Schildersverdriet : een Nederlandse historie
Jacques Kruithof
1 exemplaar
Beschikbaarheid | Uitgave | Plaats in de bib |
---|---|---|
Magazijn |
Atlas, 2004 |
MAGAZIJN : FICTIE : ENKEL NA MAGAZIJNRESERVATIE : KRUI |
31/12/2004
Een kanjer van een boek: 634 bladzijden waarmee Jacques Kruithof de glorieperiode van de Midden-Europese roman lijkt te willen evenaren. Net als zijn leermeesters en grote voorbeelden wil hij een mengeling van fictie, autobiografie en ideeënliteratuur brengen.
Melchior is een literatuurdocent aan een lerarenopleiding in Amsterdam. Hij beschrijft vooral het verval van een generatie. Hoe het onderwijs steeds meer neigde naar de studenten (kinderen) en hen in alles tegemoet kwam. Hoe de taalkundigen de opleiding om zeep hielpen door geen eisen meer te stellen (het correct spellen is te burgerlijk en discriminerend voor de lagere klassen). Hij beschrijft wat het betekent als een maatschappij haar publieke forum verliest en dus ook haar canon. Hij schetst een intellectuele en maatschappelijke neergang.

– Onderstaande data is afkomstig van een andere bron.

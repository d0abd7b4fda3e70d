use std::time::Duration;

use base64::{engine::general_purpose::STANDARD, Engine as _};
use reqwest::Client;
use secrecy::ExposeSecret;

use crate::config::gemini::GeminiSettings;
use crate::models::llm::{
    GenerateContentRequest, GenerateContentResponse, InlineData, LLMError, RequestContent,
    RequestPart,
};

/// Thin client for the Gemini `generateContent` endpoint. One attempt per
/// call; callers fall back on any error.
#[derive(Clone)]
pub struct GeminiService {
    client: Client,
    settings: GeminiSettings,
}

impl GeminiService {
    pub fn new(settings: GeminiSettings) -> Result<Self, LLMError> {
        let client = Client::builder()
            .timeout(Duration::from_secs(settings.timeout_secs))
            .build()?;

        if !settings.is_configured() {
            tracing::warn!("No Gemini API key configured, replies will use the fallback template");
        }

        Ok(Self { client, settings })
    }

    pub fn is_configured(&self) -> bool {
        self.settings.is_configured()
    }

    #[tracing::instrument(name = "Generate model text", skip(self, prompt), fields(prompt_len = prompt.len()))]
    pub async fn generate_text(&self, prompt: &str) -> Result<String, LLMError> {
        let parts = vec![RequestPart::Text { text: prompt.to_string() }];
        self.generate(parts).await
    }

    /// Prompt plus one inline attachment (image or PDF).
    #[tracing::instrument(
        name = "Generate model text with attachment",
        skip(self, prompt, data),
        fields(mime_type = %mime_type, size = data.len())
    )]
    pub async fn generate_with_attachment(
        &self,
        prompt: &str,
        data: &[u8],
        mime_type: &str,
    ) -> Result<String, LLMError> {
        let parts = vec![
            RequestPart::Text { text: prompt.to_string() },
            RequestPart::InlineData {
                inline_data: InlineData {
                    mime_type: mime_type.to_string(),
                    data: STANDARD.encode(data),
                },
            },
        ];
        self.generate(parts).await
    }

    async fn generate(&self, parts: Vec<RequestPart>) -> Result<String, LLMError> {
        if !self.settings.is_configured() {
            return Err(LLMError::NotConfigured);
        }

        let request = GenerateContentRequest {
            contents: vec![RequestContent {
                role: "user".to_string(),
                parts,
            }],
        };

        let response = self
            .client
            .post(self.settings.generate_content_url())
            .header("x-goog-api-key", self.settings.api_key.expose_secret())
            .json(&request)
            .send()
            .await
            .map_err(|e| {
                if e.is_timeout() {
                    LLMError::Timeout
                } else {
                    LLMError::NetworkError(e)
                }
            })?;

        if !response.status().is_success() {
            let status = response.status();
            let error_text = response.text().await.unwrap_or_default();

            return Err(match status.as_u16() {
                429 => LLMError::RateLimited,
                500..=599 => LLMError::ServiceUnavailable(error_text),
                _ => LLMError::InvalidResponse(format!("HTTP {}: {}", status, error_text)),
            });
        }

        let body: GenerateContentResponse = response
            .json()
            .await
            .map_err(|e| LLMError::InvalidResponse(e.to_string()))?;

        if let Some(reason) = body
            .prompt_feedback
            .as_ref()
            .and_then(|f| f.block_reason.clone())
        {
            return Err(LLMError::Blocked(reason));
        }

        match body.first_text() {
            Some(text) => Ok(text),
            None => {
                let finish_reason = body
                    .candidates
                    .first()
                    .and_then(|c| c.finish_reason.clone())
                    .unwrap_or_else(|| "no candidates".to_string());
                Err(LLMError::InvalidResponse(format!("Empty content ({})", finish_reason)))
            }
        }
    }
}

Maar ook op persoonlijk vlak is de naoorlogse generatie er een van verliezers geweest. Er zijn grote woorden uitgesproken geweest, fantastische theorieën werden gelanceerd, er werd niet meer geleefd in het heden maar in de toekomst. Het resultaat van dit alles: een grote puinhoop. Het verdriet en het leed dat mensen elkaar aangedaan hebben, staat in schril contrast met de romantiek van het nieuwe.
Melchior is aan het begin van het boek verliefd op een jongere vrouw. Het is de periode van de eerste oorlog met Irak. Bush sr. is president van de Verenigde Staten. Melchior geeft commentaar op de maatschappelijke gebeurtenissen en om zijn liefde te kunnen situeren zet hij door het schrijven van een dagboek een reflectie over zijn leven, zijn eigen verleden op.

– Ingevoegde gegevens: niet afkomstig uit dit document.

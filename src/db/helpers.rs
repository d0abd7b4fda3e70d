//! Helpers that turn query results into early-return error responses.
//!
//! ```ignore
//! let followup = match require_record(fetch_followup(pool, user_id, id).await, "Follow-up not found") {
//!     Ok(f) => f,
//!     Err(response) => return response,
//! };
//! ```

use actix_web::HttpResponse;
use serde_json::json;

/// Result type for database operations that return an HttpResponse on error
pub type DbResult<T> = Result<T, HttpResponse>;

/// Unwrap an optional database result, returning NotFound if None.
pub fn require_record<T>(
    result: Result<Option<T>, sqlx::Error>,
    not_found_message: &str,
) -> DbResult<T> {
    match result {
        Ok(Some(record)) => Ok(record),
        Ok(None) => Err(HttpResponse::NotFound().json(json!({
            "error": not_found_message
        }))),
        Err(e) => Err(database_error(e)),
    }
}

pub fn database_error(e: sqlx::Error) -> HttpResponse {
    tracing::error!("Database error: {}", e);
    HttpResponse::InternalServerError().json(json!({
        "error": "Database error"
    }))
}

Het probleem met dit boek is dat er te weinig afstand is tussen Melchior en Jacques Kruithof. Wie zo doorzichtig zichzelf beschrijft, moet de moed hebben zich te tonen en zich niet te verschuilen achter een romanpersonage. Deze verdubbeling heeft ook geen enkele zin, omdat Kruithof zelfs door dit middel geen afstand kan nemen. Hier en daar is hij zich wel bewust van hoe hij reageert en is, maar dit blijft steeds oppervlakkig. Hij is het contact met de wereld verloren en dat beseft hij (soms) ook, maar het heeft geen enkel belang want er worden geen consequenties aan verbonden. Kruithof blijft een speler in het spel, waardoor we enkel zijn standpunten horen en daardoor is dit geen ideeënliteratuur maar slechts een oratio pro domo.

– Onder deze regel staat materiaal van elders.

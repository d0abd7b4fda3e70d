use chrono::{Local, NaiveDate, TimeZone, Utc};
use uuid::Uuid;

use medlm_backend::context::prompt::{SAFETY_NOTICE, SAFETY_PREAMBLE};
use medlm_backend::context::{
    aggregate_samples, assemble_prompt, build_profile_context, fallback_response,
    render_wearable_summary, resolve_outcome, summary_bullet_lines,
};
use medlm_backend::models::llm::{ChatOutcome, LLMError};
use medlm_backend::models::profile::UserProfile;
use medlm_backend::models::wearable::{WearableSample, WearableSummary};

fn steps_sample(value: f64, day: u32) -> WearableSample {
    let recorded_at = Local
        .from_local_datetime(&NaiveDate::from_ymd_opt(2025, 6, day).unwrap().and_hms_opt(12, 0, 0).unwrap())
        .earliest()
        .unwrap()
        .with_timezone(&Utc);
    WearableSample {
        id: Uuid::new_v4(),
        user_id: Uuid::nil(),
        metric: "steps".to_string(),
        value,
        unit: "count".to_string(),
        source: "demo".to_string(),
        metadata: None,
        recorded_at,
        created_at: recorded_at,
    }
}

#[test]
fn prompt_contains_profile_data_and_question_in_order() {
    let profile = UserProfile {
        full_name: Some("Sam".to_string()),
        allergies: Some("Peanuts".to_string()),
        ..Default::default()
    };
    let summary = aggregate_samples(&[steps_sample(9000.0, 1)], 7);

    let prompt = assemble_prompt(
        &build_profile_context(Some(&profile)),
        &render_wearable_summary(&summary),
        "Is my activity level OK?",
    );

    let preamble = prompt.find(SAFETY_PREAMBLE).expect("preamble");
    let profile_at = prompt.find("User Profile:\nName: Sam\nAllergies: Peanuts").expect("profile");
    let wearable_at = prompt.find("Wearable Data (last 7 days):").expect("wearable block");
    let question_at = prompt.find("User Question: Is my activity level OK?").expect("question");

    assert!(preamble < profile_at && profile_at < wearable_at && wearable_at < question_at);
    assert!(prompt.ends_with("Please provide a helpful, personalized response:"));
}

#[test]
fn missing_profile_and_data_give_preamble_and_question_only() {
    let prompt = assemble_prompt(&build_profile_context(None), "", "Hello?");

    assert_eq!(
        prompt,
        format!(
            "{}\n\nUser Question: Hello?\n\nPlease provide a helpful, personalized response:",
            SAFETY_PREAMBLE
        )
    );
}

#[test]
fn fallback_restates_every_bullet_and_the_question() {
    let summary = aggregate_samples(&[steps_sample(4000.0, 1), steps_sample(5000.0, 2)], 7);
    let question = "Why am I always tired?";

    let reply = fallback_response(&summary, question);

    assert!(reply.starts_with(SAFETY_NOTICE));
    for bullet in summary_bullet_lines(&summary) {
        assert!(reply.contains(&bullet), "missing bullet {}", bullet);
    }
    assert!(reply.contains(&format!("\"{}\"", question)));
    // Low step count triggers the walking suggestion
    assert!(reply.contains("short walk after meals"));
}

#[test]
fn fallback_without_data_still_gives_general_advice() {
    let reply = fallback_response(&WearableSummary::empty(7), "Any tips?");

    assert!(reply.starts_with(SAFETY_NOTICE));
    assert!(!reply.contains("summary of your recent wearable data"));
    assert!(reply.contains("General wellness suggestions:"));
    assert!(reply.contains("\"Any tips?\""));
}

#[test]
fn every_model_error_resolves_to_a_fallback() {
    let errors = vec![
        LLMError::NotConfigured,
        LLMError::Timeout,
        LLMError::RateLimited,
        LLMError::ServiceUnavailable("503".to_string()),
        LLMError::InvalidResponse("empty".to_string()),
    ];

    for error in errors {
        let outcome = resolve_outcome(Err(error), || "fallback".to_string());
        assert!(outcome.is_fallback());
        assert_eq!(outcome.fallback_flag(), Some(true));
        assert_eq!(outcome.text(), "fallback");
    }
}

#[test]
fn model_text_passes_through_untouched() {
    let outcome = resolve_outcome(Ok("Drink water.".to_string()), || unreachable!());

    assert_eq!(outcome, ChatOutcome::Generated { text: "Drink water.".to_string() });
    assert_eq!(outcome.fallback_flag(), None);
}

Een zelfverdediging die op sommige momenten intellectueel zwak is en op andere gênant. En dit vooral wanneer hij het heeft over zijn relaties. Op die momenten is Kruithof ronduit sentimenteel, kinderachtig en als hij over zijn vroegere vrouwen spreekt, overvalt je een plaatsvervangende schaamte. Dikwijls dacht ik: 'Dit doet men niet, en zeker niet als men zich als intellectueel wil presenteren.' Hier overschrijdt de schrijver de grenzen van het fatsoen.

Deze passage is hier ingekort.